Cover V04, I06
Listing 1
Listing 2
Listing 3
Listing 4
Listing 5


Creating Online Help for vi

Michael Harold


vi is the text editor users love to hate. In spite of the bad press it receives, however, vi offers several distinct advantages. One: it is free and comes with every copy of UNIX. Two: it can give you access to sophisticated editing functions once you understand its command set. In fact, though, vi remains largely unused precisely because of the cryptic nature of the vi commands. This online help for vi can provide a powerful editing tool for users and developers (and, since administrators often have responsibility for introducing users to vi, make the system administrator's job a little easier).

The software tools described in this article were used to create online help for vi. The same programs which provide online help for vi can be used to provide online help for menus and procedures such as shell scripts and C programs. In addition to creating online help, this simple toolset can be used to generate complex menus and procedures. This article describes this toolset and provides examples of help files, menus, and procedures that were created with it. (An excellent guide to the vi editor, Learning the vi Editor, is available from O'Reilly and Associates.)

The .exrc File

The .exrc file allows a vi user to customize the editor environment to support user-defined commands. When a user executes vi, the user's home directory is checked for an occurrence of the .exrc file. In the following example, the set and map commands are used to custom configure the vi session. An example .exrc file would look like this:

set wrapmargin=10
set aw
set ic
map q :x
map v :!vh main vitxt^M
map V :!forms mainmenu mantxt^M
map M :!forms mainmenu menutxt^M

In this example the set commands set the right margin to 10 characters and autowrap each line as it is entered. The set ic command tells vi to ignore the case of any text strings entered in search commands.

Mapping allows the user to substitute a command string for a vi command character. When the character is pressed in command mode, the character string is substituted and the command is executed. For these purposes, remember to use characters such as "v," "V," "q," or "Q" that are not already defined as vi commands.

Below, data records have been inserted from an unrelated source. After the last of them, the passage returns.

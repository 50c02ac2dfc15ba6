//! Per-row schema validation.
//!
//! Pure with respect to the row: no lookups, no shared state, so rows can be
//! checked in any order with identical results. Batch-wide and store-wide
//! rules live in [`batch`](super::batch).

use chrono::NaiveDate;
use lazy_static::lazy_static;
use regex::Regex;

use crate::domain::{
    EmployeeDraft, EmploymentType, Gender, ImportRow, MaritalStatus, RowError, RowErrorKind,
};

pub mod columns {
    pub const FIRST_NAME: &str = "first_name";
    pub const MIDDLE_NAME: &str = "middle_name";
    pub const LAST_NAME: &str = "last_name";
    pub const EMAIL: &str = "email";
    pub const PHONE: &str = "phone";
    pub const DATE_OF_BIRTH: &str = "date_of_birth";
    pub const GENDER: &str = "gender";
    pub const DEPARTMENT: &str = "department";
    pub const JOB_TITLE: &str = "job_title";
    pub const HIRE_DATE: &str = "hire_date";
    pub const EMPLOYMENT_TYPE: &str = "employment_type";
    pub const MARITAL_STATUS: &str = "marital_status";
    pub const SALARY: &str = "salary";
    pub const ADDRESS: &str = "address";
}

pub struct ColumnSpec {
    pub name: &'static str,
    pub required: bool,
    pub format: &'static str,
    pub example: &'static str,
}

/// The import schema, shared with the template workbook.
pub const COLUMNS: &[ColumnSpec] = &[
    ColumnSpec {
        name: columns::FIRST_NAME,
        required: true,
        format: "free text",
        example: "Ada",
    },
    ColumnSpec {
        name: columns::MIDDLE_NAME,
        required: false,
        format: "free text",
        example: "",
    },
    ColumnSpec {
        name: columns::LAST_NAME,
        required: true,
        format: "free text",
        example: "Lovelace",
    },
    ColumnSpec {
        name: columns::EMAIL,
        required: true,
        format: "email address, unique per tenant",
        example: "ada.lovelace@example.com",
    },
    ColumnSpec {
        name: columns::PHONE,
        required: true,
        format: "free text",
        example: "+44 20 7946 0958",
    },
    ColumnSpec {
        name: columns::DATE_OF_BIRTH,
        required: true,
        format: "ISO date (YYYY-MM-DD)",
        example: "1990-12-10",
    },
    ColumnSpec {
        name: columns::GENDER,
        required: true,
        format: "one of: male, female, other",
        example: "female",
    },
    ColumnSpec {
        name: columns::DEPARTMENT,
        required: true,
        format: "existing department name",
        example: "Engineering",
    },
    ColumnSpec {
        name: columns::JOB_TITLE,
        required: true,
        format: "free text",
        example: "Software Engineer",
    },
    ColumnSpec {
        name: columns::HIRE_DATE,
        required: true,
        format: "ISO date (YYYY-MM-DD)",
        example: "2024-02-01",
    },
    ColumnSpec {
        name: columns::EMPLOYMENT_TYPE,
        required: false,
        format: "one of: full_time, part_time, contract, intern (default full_time)",
        example: "full_time",
    },
    ColumnSpec {
        name: columns::MARITAL_STATUS,
        required: false,
        format: "one of: single, married, divorced, widowed",
        example: "single",
    },
    ColumnSpec {
        name: columns::SALARY,
        required: false,
        format: "non-negative number",
        example: "70000",
    },
    ColumnSpec {
        name: columns::ADDRESS,
        required: false,
        format: "free text",
        example: "12 Analytical Way, London",
    },
];

lazy_static! {
    static ref EMAIL_PATTERN: Regex =
        Regex::new(r"^[A-Za-z0-9._%+-]+@[A-Za-z0-9.-]+\.[A-Za-z]{2,}$").unwrap();
}

/// Outcome of validating one row: every field error found, plus the typed
/// draft iff there were none.
#[derive(Debug)]
pub struct RowCheck {
    pub errors: Vec<RowError>,
    pub draft: Option<EmployeeDraft>,
}

pub fn validate(row: &ImportRow) -> RowCheck {
    let mut errors = Vec::new();
    let ordinal = row.ordinal;

    let first_name = required_text(row, columns::FIRST_NAME, &mut errors);
    let last_name = required_text(row, columns::LAST_NAME, &mut errors);
    let phone = required_text(row, columns::PHONE, &mut errors);
    let job_title = required_text(row, columns::JOB_TITLE, &mut errors);
    let department = required_text(row, columns::DEPARTMENT, &mut errors);

    let email = match row.field(columns::EMAIL) {
        None => {
            errors.push(RowError::missing(ordinal, columns::EMAIL));
            None
        }
        Some(raw) if !EMAIL_PATTERN.is_match(raw) => {
            errors.push(
                RowError::new(
                    ordinal,
                    columns::EMAIL,
                    RowErrorKind::InvalidEmail,
                    "not a valid email address",
                )
                .with_value(raw),
            );
            None
        }
        Some(raw) => Some(raw.to_lowercase()),
    };

    let date_of_birth = required_date(row, columns::DATE_OF_BIRTH, &mut errors);
    let hire_date = required_date(row, columns::HIRE_DATE, &mut errors);

    let gender = match row.field(columns::GENDER) {
        None => {
            errors.push(RowError::missing(ordinal, columns::GENDER));
            None
        }
        Some(raw) => match Gender::parse(raw) {
            Some(gender) => Some(gender),
            None => {
                errors.push(unknown_value(ordinal, columns::GENDER, raw, Gender::ALLOWED));
                None
            }
        },
    };

    let employment_type = match row.field(columns::EMPLOYMENT_TYPE) {
        None => Some(EmploymentType::default()),
        Some(raw) => match EmploymentType::parse(raw) {
            Some(employment_type) => Some(employment_type),
            None => {
                errors.push(unknown_value(
                    ordinal,
                    columns::EMPLOYMENT_TYPE,
                    raw,
                    EmploymentType::ALLOWED,
                ));
                None
            }
        },
    };

    let marital_status = match row.field(columns::MARITAL_STATUS) {
        None => Some(None),
        Some(raw) => match MaritalStatus::parse(raw) {
            Some(status) => Some(Some(status)),
            None => {
                errors.push(unknown_value(
                    ordinal,
                    columns::MARITAL_STATUS,
                    raw,
                    MaritalStatus::ALLOWED,
                ));
                None
            }
        },
    };

    let salary = match row.field(columns::SALARY) {
        None => Some(None),
        Some(raw) => match raw.parse::<f64>() {
            Ok(value) if value >= 0.0 => Some(Some(value)),
            _ => {
                errors.push(
                    RowError::new(
                        ordinal,
                        columns::SALARY,
                        RowErrorKind::InvalidNumber,
                        "must be a non-negative number",
                    )
                    .with_value(raw),
                );
                None
            }
        },
    };

    let draft = match (
        first_name,
        last_name,
        phone,
        job_title,
        department,
        email,
        date_of_birth,
        hire_date,
        gender,
        employment_type,
        marital_status,
        salary,
    ) {
        (
            Some(first_name),
            Some(last_name),
            Some(phone),
            Some(job_title),
            Some(department),
            Some(email),
            Some(date_of_birth),
            Some(hire_date),
            Some(gender),
            Some(employment_type),
            Some(marital_status),
            Some(salary),
        ) if errors.is_empty() => Some(EmployeeDraft {
            first_name,
            middle_name: row.field(columns::MIDDLE_NAME).map(str::to_string),
            last_name,
            email,
            phone,
            date_of_birth,
            gender,
            department,
            job_title,
            hire_date,
            employment_type,
            marital_status,
            salary,
            address: row.field(columns::ADDRESS).map(str::to_string),
        }),
        _ => None,
    };

    RowCheck { errors, draft }
}

fn required_text(row: &ImportRow, column: &str, errors: &mut Vec<RowError>) -> Option<String> {
    match row.field(column) {
        Some(value) => Some(value.to_string()),
        None => {
            errors.push(RowError::missing(row.ordinal, column));
            None
        }
    }
}

fn required_date(row: &ImportRow, column: &str, errors: &mut Vec<RowError>) -> Option<NaiveDate> {
    let Some(raw) = row.field(column) else {
        errors.push(RowError::missing(row.ordinal, column));
        return None;
    };

    match NaiveDate::parse_from_str(raw, "%Y-%m-%d") {
        Ok(date) => Some(date),
        Err(_) => {
            errors.push(
                RowError::new(
                    row.ordinal,
                    column,
                    RowErrorKind::InvalidDate,
                    "expected an ISO date (YYYY-MM-DD)",
                )
                .with_value(raw),
            );
            None
        }
    }
}

fn unknown_value(row: u32, column: &str, raw: &str, allowed: &[&str]) -> RowError {
    RowError::new(
        row,
        column,
        RowErrorKind::UnknownValue,
        format!("must be one of: {}", allowed.join(", ")),
    )
    .with_value(raw)
}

The ^M character at the end of each map command is a newline character. To insert a control character in a vi text file, press Ctrl-v followed by the control character you wish to insert. A carriage return is inserted with the sequence Ctrl-v Ctrl-m.

The vh Help Script

The .exrc file maps the character "v" to the command:

:!vh main vitxt

The ":" character makes a call to the ex editor (which is contained within the vi editor). The "!" character tell vi to spawn a new shell. The shell command following the "!" is optional.

The vh shell script is shown in Listing 1. The first argument is a keyword within the help file which identifies the menu or text to be displayed. The second argument is the file name of the help file. An abbreviated example of a help file is shown in Listing 2. In this example the keyword is main and the help file is vitxt.

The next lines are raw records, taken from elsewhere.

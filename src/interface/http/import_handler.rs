use axum::{
    Json,
    extract::{Multipart, State},
    http::{HeaderMap, HeaderValue, StatusCode, header},
    response::{IntoResponse, Response},
};

use crate::application::dto::{
    BulkImportResponse, BulkValidateResponse, HealthResponse, NextCodeResponse,
};
use crate::application::import_service::FileUpload;
use crate::domain::TenantId;
use crate::importer::template::{self, TEMPLATE_FILE_NAME};
use crate::interface::http::problem::{ApiProblem, ApiResult};
use crate::state::AppState;

const TENANT_HEADER: &str = "x-tenant-id";
const XLSX_CONTENT_TYPE: &str =
    "application/vnd.openxmlformats-officedocument.spreadsheetml.sheet";

pub async fn healthcheck() -> Json<HealthResponse> {
    Json(HealthResponse { status: "ok" })
}

pub async fn validate_bulk_import(
    State(state): State<AppState>,
    headers: HeaderMap,
    multipart: Multipart,
) -> ApiResult<Json<BulkValidateResponse>> {
    let tenant = tenant_from_headers(&headers)?;
    let upload = read_upload(multipart).await?;

    let summary = state
        .import_service
        .validate_file(&tenant, &upload)
        .await
        .map_err(ApiProblem::from_domain)?;

    Ok(Json(BulkValidateResponse::from(summary)))
}

pub async fn bulk_import(
    State(state): State<AppState>,
    headers: HeaderMap,
    multipart: Multipart,
) -> ApiResult<(StatusCode, Json<BulkImportResponse>)> {
    let tenant = tenant_from_headers(&headers)?;
    let upload = read_upload(multipart).await?;

    let report = state
        .import_service
        .import_file(&tenant, &upload)
        .await
        .map_err(ApiProblem::from_domain)?;
    let response = BulkImportResponse::from(report);

    let status = if response.failed_count == 0 {
        StatusCode::OK
    } else if response.success_count > 0 {
        StatusCode::MULTI_STATUS
    } else {
        StatusCode::UNPROCESSABLE_ENTITY
    };

    Ok((status, Json(response)))
}

pub async fn download_template() -> ApiResult<Response> {
    let bytes = template::build_template().map_err(ApiProblem::from_domain)?;

    let disposition = format!("attachment; filename=\"{TEMPLATE_FILE_NAME}\"");
    let mut response = bytes.into_response();
    response.headers_mut().insert(
        header::CONTENT_TYPE,
        HeaderValue::from_static(XLSX_CONTENT_TYPE),
    );
    response.headers_mut().insert(
        header::CONTENT_DISPOSITION,
        HeaderValue::from_str(&disposition)
            .map_err(|_| ApiProblem::internal("invalid template file name"))?,
    );

    Ok(response)
}

pub async fn next_code(
    State(state): State<AppState>,
    headers: HeaderMap,
) -> ApiResult<Json<NextCodeResponse>> {
    let tenant = tenant_from_headers(&headers)?;

    let next_code = state
        .import_service
        .preview_next_code(&tenant)
        .await
        .map_err(ApiProblem::from_domain)?;

    Ok(Json(NextCodeResponse { next_code }))
}

fn tenant_from_headers(headers: &HeaderMap) -> ApiResult<TenantId> {
    let Some(raw) = headers.get(TENANT_HEADER) else {
        return Err(ApiProblem::validation(format!(
            "{TENANT_HEADER} header is required"
        )));
    };

    let raw = raw.to_str().map_err(|_| {
        ApiProblem::validation(format!("{TENANT_HEADER} header must be valid ASCII"))
    })?;

    TenantId::new(raw)
        .ok_or_else(|| ApiProblem::validation(format!("{TENANT_HEADER} header must not be blank")))
}

async fn read_upload(mut multipart: Multipart) -> ApiResult<FileUpload> {
    while let Some(field) = multipart
        .next_field()
        .await
        .map_err(|err| ApiProblem::validation(format!("malformed multipart body: {err}")))?
    {
        if field.name() != Some("file") {
            continue;
        }

        let file_name = field.file_name().map(str::to_string);
        let content_type = field.content_type().map(str::to_string).unwrap_or_default();
        let bytes = field
            .bytes()
            .await
            .map_err(|err| ApiProblem::validation(format!("failed to read upload: {err}")))?;

        return Ok(FileUpload {
            file_name,
            content_type,
            bytes: bytes.to_vec(),
        });
    }

    Err(ApiProblem::validation("multipart field 'file' is required"))
}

Once the vi "menu" is displayed, the user is asked to enter the vi command for which help is needed. The user enters a command and the vh script displays the online help associated with that command. Upon exiting the help screen, the user is returned to the vi editor.

Online man Pages

The .exrc file maps the character "V" to the command:

:!forms mainmenu mantxt

The forms shell script is shown in Listing 3 and is an expanded form of the vh shell script. The first argument, mainmenu, specifies a label in the command file which is identified by the second argument. Any lines preceeded by the label are sent to standard output.

The program also allows the association of procedures with displayed text. For any given label (mainmenu), procedures associated with that label may be identified with a special procedure label (mainmenu p). Those lines labeled as procedures are written to a file which is then executed.

A special file named formkey is used to contain the next label to be processed. This allows the creation of decision procedures within the help file.

An example of an online help menu for commonly used UNIX commands is provided in Listing 4. The combination of online help for vi and the man pages within the vi editor can be very useful to developers new to the UNIX environment.

Menus and Procedures

The forms program can also be used to create menus and online help for menus and procedures. An example of a "desktop" menu system is provided in Listing 5. This menu contains examples of user-defined online help as well as help from the man pages.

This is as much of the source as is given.